A reflection on Acts 8:14-17 for the Baptism of the Lord, Sunday, January 9, 2022.
Now when the apostles at Jerusalem heard that Samaria had accepted the word of God, they sent Peter and John to them. The two went down and prayed for them that they might receive the Holy Spirit (for as yet the Spirit had not come upon any of them; they had only been baptised in the name of the Lord Jesus). Then Peter and John laid their hands on them, and they received the Holy Spirit.
Acts 8:14-17 (NRSVA)
There is a temptation to see a systematic two-stage baptism here: firstly a baptism into Jesus and secondly one in the Holy Spirit. I am sympathetic. Certainly if you are looking for a such an approach this passage looks like confirmation.
I would suggest, however, that Jesus and the Spirit are much closer than we might first appreciate. A little later in Acts there is the following, intriguing, title used for the Spirit: ‘Then coming to the borders of Mysia, they headed north for the province of Bithynia, but again the Spirit of Jesus did not allow them to go there.’ (Acts 16:7, NLT).
I am drawn to this holding together of Jesus and the Spirit. Every time I read it it makes me wonder if we are prone to divide what cannot be separated: The Spirit of Jesus.
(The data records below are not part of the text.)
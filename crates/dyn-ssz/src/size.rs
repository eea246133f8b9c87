//! Encoded size computation for the generic path.

use crate::{
    descriptor::{BYTES_PER_LENGTH_OFFSET, DescriptorKind, TypeDescriptor},
    error::{DynSszError, DynSszResult, FieldPath},
    marshal::{check_list_bound, value_mismatch},
    value::SszValue,
};

/// Length the generic encoder would produce for `value`.
///
/// Performs the same length checks as the encoder so the two never disagree
/// on which values are encodable.
pub(crate) fn value_size(
    desc: &TypeDescriptor,
    value: &SszValue,
    path: &mut FieldPath,
) -> DynSszResult<usize> {
    match (desc.kind(), value) {
        (DescriptorKind::Bool, SszValue::Bool(_)) => Ok(1),

        (DescriptorKind::Uint(width), value) => {
            if value.kind() != width.name() {
                return Err(value_mismatch(desc, value, path));
            }
            Ok(width.bytes())
        }

        (DescriptorKind::Vector { elem, len }, SszValue::Sequence(items)) => {
            if items.len() != *len {
                return Err(DynSszError::LengthMismatch {
                    ty: desc.name().to_owned(),
                    path: path.clone(),
                    expected: len.to_string(),
                    actual: items.len(),
                });
            }
            sequence_size(elem, items, path)
        }

        (DescriptorKind::List { elem, max }, SszValue::Sequence(items)) => {
            check_list_bound(desc, *max, items.len(), path)?;
            sequence_size(elem, items, path)
        }

        (DescriptorKind::Container { fields }, SszValue::Container(values))
            if fields.len() == values.len() =>
        {
            let mut total = 0;
            for (field, value) in fields.iter().zip(values) {
                path.push_field(field.name);
                total += value_size(&field.descriptor, value, path)?;
                if !field.descriptor.is_fixed_size() {
                    total += BYTES_PER_LENGTH_OFFSET;
                }
                path.pop();
            }
            Ok(total)
        }

        (_, value) => Err(value_mismatch(desc, value, path)),
    }
}

fn sequence_size(
    elem: &TypeDescriptor,
    items: &[SszValue],
    path: &mut FieldPath,
) -> DynSszResult<usize> {
    let per_item_offset = if elem.is_fixed_size() {
        0
    } else {
        BYTES_PER_LENGTH_OFFSET
    };

    let mut total = 0;
    for (i, item) in items.iter().enumerate() {
        path.push_index(i);
        total += value_size(elem, item, path)? + per_item_offset;
        path.pop();
    }
    Ok(total)
}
What then do we do with a passage like the one above? Somehow this seems to be more historical – or descriptive – rather than pre-scriptive. Here is a telling of what happened – rather than an instruction regarding a sequence that must happen. Certainly this is the pattern for some (like these Samaritans), but that does not necessarily translate into a belief that this is the only way to know the Spirit of Jesus.
Perhaps for some – or even many – an encounter with the Spirit preceeds an encounter with Jesus.
When working with an historical document like Acts, this is an important question to continually be asking – and one that will cause different scholars will land in different places. Some of this genre will be instructional and some historical. Perhaps the answer – for most – lies in some kind of overlap.
What is really important here, however, is that Paul and John have come to fully expect that even the half-cast Samaritans are so much a part of the church that the Spirit of Jesus desires to operate in and among them.
Here is a God for all – and neither nationality nor purity of nationality – is relevant.
It is a lesson God constantly affirmed in the early church. Perhaps it remains one we do well to heed two thousand years later.
Conversation Starters:
How do you feel about the title ‘Spirit of Jesus’? Does this hold together an relationship within the trinity that you have been prone to separate? Can you say the same about the title ‘Spirit of God’?
How helpful do you find the continuum from Prescriptive to Descriptive to be when considering the book of Acts? Where do you think you fall?